The President’s proposal includes tax increases for corporations and high-wealth individuals and families, many of which undo changes made to the tax code by the Trump-era Tax Cuts and Jobs Act. The proposal also includes tax credit increases for people who earn low incomes and parents.
The plans also increase IRS funding and enforcement, with particular attention to wealthy corporate and individual taxpayers. This comes in the wake of reporting from ProPublica that showed low-income taxpayers were more likely to be audited than those with the highest incomes, and that many of the country’s richest people avoid paying any income taxes.

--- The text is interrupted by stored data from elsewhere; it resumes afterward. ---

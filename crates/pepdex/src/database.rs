use crate::enzyme::{Enzyme, EnzymeParameters};
use crate::fasta::{Protein, ProteinIx};
use crate::ion_series::{IonSeries, Kind};
use crate::mass::{Mass, Tolerance, PROTON};
use crate::modification::{
    parse_named, validate_mods, validate_var_mods, ModificationSpecificity, ValueOrVec,
};
use crate::peptide::Peptide;
use crate::Error;
use dashmap::DashSet;
use fnv::FnvBuildHasher;
use rayon::prelude::*;
use serde::{Deserialize, Serialize};
use std::cmp::Ordering;
use std::collections::HashMap;
use std::ops::Range;
use std::sync::atomic::{AtomicUsize, Ordering as AtomicOrdering};

#[derive(Deserialize, Serialize, Clone, Debug, PartialEq)]
pub struct EnzymeBuilder {
    /// Name of a known protease, e.g. `Trypsin` or `Lys-C`. Takes precedence
    /// over an explicit cleavage rule
    pub name: Option<String>,
    /// How many missed cleavages to use
    pub missed_cleavages: Option<u8>,
    /// Minimum peptide length that will be fragmented
    pub min_len: Option<usize>,
    /// Maximum peptide length that will be fragmented
    pub max_len: Option<usize>,
    pub cleave_at: Option<String>,
    pub restrict: Option<char>,
    pub c_terminal: Option<bool>,
}

impl Default for EnzymeBuilder {
    fn default() -> Self {
        Self {
            name: Some("Trypsin".into()),
            missed_cleavages: Some(1),
            min_len: Some(7),
            max_len: Some(40),
            cleave_at: None,
            restrict: None,
            c_terminal: None,
        }
    }
}

impl TryFrom<EnzymeBuilder> for EnzymeParameters {
    type Error = Error;

    fn try_from(en: EnzymeBuilder) -> Result<EnzymeParameters, Error> {
        let enzyme = match (&en.name, &en.cleave_at) {
            (Some(name), cleave_at) => {
                if cleave_at.is_some() {
                    log::warn!("enzyme `{}` overrides the explicit cleavage rule", name);
                }
                Enzyme::from_name(name)?
            }
            (None, cleave_at) => Enzyme::new(
                cleave_at.as_deref().unwrap_or("KR"),
                en.restrict,
                en.c_terminal.unwrap_or(true),
            )?,
        };

        let min_len = en.min_len.unwrap_or(7);
        let max_len = en.max_len.unwrap_or(40);
        if min_len > max_len {
            return Err(Error::InvalidRange {
                name: "peptide length",
                lo: min_len as f32,
                hi: max_len as f32,
            });
        }

        Ok(EnzymeParameters {
            missed_cleavages: en.missed_cleavages.unwrap_or(1),
            min_len,
            max_len,
            enzyme,
        })
    }
}

#[derive(Deserialize, Serialize, Default, Clone, Debug)]
/// Parameters used for generating the fragment index
pub struct Builder {
    /// This parameter allows tuning of the internal search structure
    pub bucket_size: Option<usize>,

    pub enzyme: Option<EnzymeBuilder>,
    /// Minimum fragment m/z that will be stored in the index
    pub fragment_min_mz: Option<f32>,
    /// Maximum fragment m/z that will be stored in the index
    pub fragment_max_mz: Option<f32>,
    /// Minimum peptide monoisotopic mass that will be fragmented
    pub peptide_min_mass: Option<f32>,
    /// Maximum peptide monoisotopic mass that will be fragmented
    pub peptide_max_mass: Option<f32>,
    /// Which kind of fragment ions to generate (a, b, c, x, y, z)
    pub ion_kinds: Option<Vec<Kind>>,
    /// Minimum ion index to be generated: 1 will remove b1/y1 ions
    /// 2 will remove b1/b2/y1/y2 ions, etc
    pub min_ion_index: Option<usize>,
    /// Static modifications to add to matching amino acids
    pub static_mods: Option<HashMap<String, f32>>,
    /// Variable modifications to add to matching amino acids
    pub variable_mods: Option<HashMap<String, ValueOrVec>>,
    /// Named fixed modifications, e.g. `Carbamidomethyl (C)`
    pub modifications_fixed: Option<Vec<String>>,
    /// Named variable modifications, e.g. `Oxidation (M)`
    pub modifications_variable: Option<Vec<String>>,
    /// Limit number of variable modifications on a peptide
    pub max_variable_mods: Option<usize>,
    /// Limit number of modified forms generated from a single peptide
    pub max_peptidoforms: Option<usize>,
    /// Refuse to build an index with more peptides than this
    pub max_peptides: Option<usize>,
    /// Use this prefix for decoy proteins
    pub decoy_tag: Option<String>,

    pub generate_decoys: Option<bool>,
}

fn check_range(name: &'static str, lo: f32, hi: f32) -> Result<(), Error> {
    if !lo.is_finite() || !hi.is_finite() || lo > hi {
        return Err(Error::InvalidRange { name, lo, hi });
    }
    Ok(())
}

impl Builder {
    pub fn make_parameters(self) -> Result<Parameters, Error> {
        let bucket_size = self.bucket_size.unwrap_or(8192).max(1).next_power_of_two();
        let enzyme = self.enzyme.unwrap_or_default();
        let enzyme_parameters = EnzymeParameters::try_from(enzyme.clone())?;

        let fragment_min_mz = self.fragment_min_mz.unwrap_or(150.0);
        let fragment_max_mz = self.fragment_max_mz.unwrap_or(2000.0);
        check_range("fragment m/z", fragment_min_mz, fragment_max_mz)?;
        let peptide_min_mass = self.peptide_min_mass.unwrap_or(500.0);
        let peptide_max_mass = self.peptide_max_mass.unwrap_or(5000.0);
        check_range("peptide mass", peptide_min_mass, peptide_max_mass)?;

        let mut static_mods = validate_mods(self.static_mods)?;
        for name in self.modifications_fixed.unwrap_or_default() {
            let (spec, mass) = parse_named(&name)?;
            if static_mods.insert(spec, mass).is_some() {
                log::warn!("static modification {} specified more than once", spec);
            }
        }

        let mut variable_mods = validate_var_mods(self.variable_mods)?
            .into_iter()
            .flat_map(|(spec, masses)| masses.into_iter().map(move |m| (spec, m)))
            .collect::<Vec<_>>();
        for name in self.modifications_variable.unwrap_or_default() {
            variable_mods.push(parse_named(&name)?);
        }
        variable_mods.sort_by(|a, b| a.0.cmp(&b.0).then_with(|| a.1.total_cmp(&b.1)));
        variable_mods.dedup();

        let ion_kinds = self.ion_kinds.unwrap_or_else(|| vec![Kind::B, Kind::Y]);
        if ion_kinds.is_empty() {
            log::warn!("no fragment ion kinds configured, peptides will have no fragments");
        }

        Ok(Parameters {
            bucket_size,
            enzyme,
            enzyme_parameters,
            fragment_min_mz,
            fragment_max_mz,
            peptide_min_mass,
            peptide_max_mass,
            ion_kinds,
            min_ion_index: self.min_ion_index.unwrap_or(2),
            static_mods,
            variable_mods,
            max_variable_mods: self.max_variable_mods.unwrap_or(2),
            max_peptidoforms: self.max_peptidoforms.unwrap_or(1024).max(1),
            max_peptides: self.max_peptides.unwrap_or(50_000_000),
            decoy_tag: self.decoy_tag.unwrap_or_else(|| "rev_".into()),
            generate_decoys: self.generate_decoys.unwrap_or(false),
        })
    }
}

#[derive(Serialize, Clone, Debug)]
pub struct Parameters {
    pub bucket_size: usize,
    pub enzyme: EnzymeBuilder,
    #[serde(skip)]
    enzyme_parameters: EnzymeParameters,
    pub fragment_min_mz: f32,
    pub fragment_max_mz: f32,
    pub peptide_min_mass: f32,
    pub peptide_max_mass: f32,
    pub ion_kinds: Vec<Kind>,
    pub min_ion_index: usize,
    pub static_mods: HashMap<ModificationSpecificity, f32>,
    pub variable_mods: Vec<(ModificationSpecificity, f32)>,
    pub max_variable_mods: usize,
    pub max_peptidoforms: usize,
    pub max_peptides: usize,
    pub decoy_tag: String,
    pub generate_decoys: bool,
}

/// Deterministic tie-break for peptides of identical mass
fn initial_sort(a: &Peptide, b: &Peptide) -> Ordering {
    a.sequence
        .cmp(&b.sequence)
        .then_with(|| {
            a.modifications
                .iter()
                .zip(&b.modifications)
                .map(|(x, y)| x.total_cmp(y))
                .find(|o| o.is_ne())
                .unwrap_or(Ordering::Equal)
        })
        .then_with(|| a.nterm.unwrap_or_default().total_cmp(&b.nterm.unwrap_or_default()))
        .then_with(|| a.cterm.unwrap_or_default().total_cmp(&b.cterm.unwrap_or_default()))
        .then_with(|| a.decoy.cmp(&b.decoy))
}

Passage of the American Families Plan and the American Jobs Act would be significant shifts in the federal tax code. The plans move millions of dollars in tax liability from low-income households to high earners by increasing top marginal rates and expanding tax credits for working families. The plans also undo many of the harmful changes made in 2017.
While the White House is hopeful they can pass this ambitious plan, states like Colorado are moving forward with tax changes of their own. Gov. Jared Polis recently signed HB21-1311 and HB21-1312, which expanded state-level tax credits for workers and families who earn low incomes. Those tax credits were funded by closing tax loopholes used by the wealthy and corporations to avoid paying their fair share. The new Colorado laws shifted hundreds of millions of dollars from high-income households to low-income households through the tax code.

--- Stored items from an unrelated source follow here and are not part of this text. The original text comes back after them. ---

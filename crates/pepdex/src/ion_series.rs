use serde::{Deserialize, Serialize};

use crate::mass::Mass;
use crate::peptide::Peptide;

#[derive(Copy, Clone, Debug, PartialEq, Eq, PartialOrd, Ord, Hash, Deserialize, Serialize)]
#[serde(rename_all = "lowercase")]
pub enum Kind {
    A,
    B,
    C,
    X,
    Y,
    Z,
}

impl Kind {
    /// Does this series contain the peptide N-terminus?
    pub fn is_nterm(self) -> bool {
        matches!(self, Kind::A | Kind::B | Kind::C)
    }
}

/// Theoretical fragment ion
#[derive(Copy, Clone, Debug, PartialEq)]
pub struct Ion {
    pub kind: Kind,
    /// Neutral fragment mass (no charge)
    pub monoisotopic_mass: f32,
    /// Number of residues in the fragment, i.e. the 3 of b3
    pub ordinal: u16,
}

/// Generate fragment ions of a single series for a candidate peptide
pub struct IonSeries<'p> {
    pub kind: Kind,
    cumulative_mass: f32,
    peptide: &'p Peptide,
    idx: usize,
}

impl<'p> IonSeries<'p> {
    /// Create a new [`IonSeries`] iterator for a specified peptide
    pub fn new(peptide: &'p Peptide, kind: Kind) -> Self {
        const C: f32 = 12.0;
        const O: f32 = 15.994914;
        const H: f32 = 1.007825;
        const PRO: f32 = 1.0072764;
        const N: f32 = 14.003074;
        // Ammonia plus a proton, the c/z ion offset
        const NH3_H: f32 = N + H * 2.0 + PRO;

        let nterm = peptide.nterm.unwrap_or_default();
        let cumulative_mass = match kind {
            Kind::A => nterm - (C + O),
            Kind::B => nterm,
            Kind::C => nterm + NH3_H,
            Kind::X => peptide.monoisotopic - nterm + (C + O - NH3_H + N + H),
            Kind::Y => peptide.monoisotopic - nterm,
            Kind::Z => peptide.monoisotopic - nterm - NH3_H,
        };
        Self {
            kind,
            cumulative_mass,
            peptide,
            idx: 0,
        }
    }
}

impl<'p> Iterator for IonSeries<'p> {
    type Item = Ion;

    // Dynamic programming solution - memoize cumulative mass of
    // peptide fragment for fast fragment ion generation
    fn next(&mut self) -> Option<Self::Item> {
        if self.idx + 1 >= self.peptide.sequence.len() {
            return None;
        }
        let r = self.peptide.sequence.get(self.idx)?;
        let m = self.peptide.modifications.get(self.idx)?;

        self.cumulative_mass += match self.kind.is_nterm() {
            true => r.monoisotopic() + *m,
            false => -(r.monoisotopic() + *m),
        };
        self.idx += 1;

        let ordinal = match self.kind.is_nterm() {
            true => self.idx,
            false => self.peptide.sequence.len() - self.idx,
        };

        Some(Ion {
            kind: self.kind,
            monoisotopic_mass: self.cumulative_mass,
            ordinal: ordinal as u16,
        })
    }
}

Coloradans are thrilled to see a fairer state tax code (be sure to join us on July 13 to celebrate the passage of the Tax Fairness for Coloradans Package) we’re grateful to our state legislators for putting tax policy front and center in economic equity debates, and to our members of Congress who supported improvements to the tax code in COVID relief legislation, we hope Congress will continue the momentum by passing the federal tax changes outlined in the White House’s budget proposal.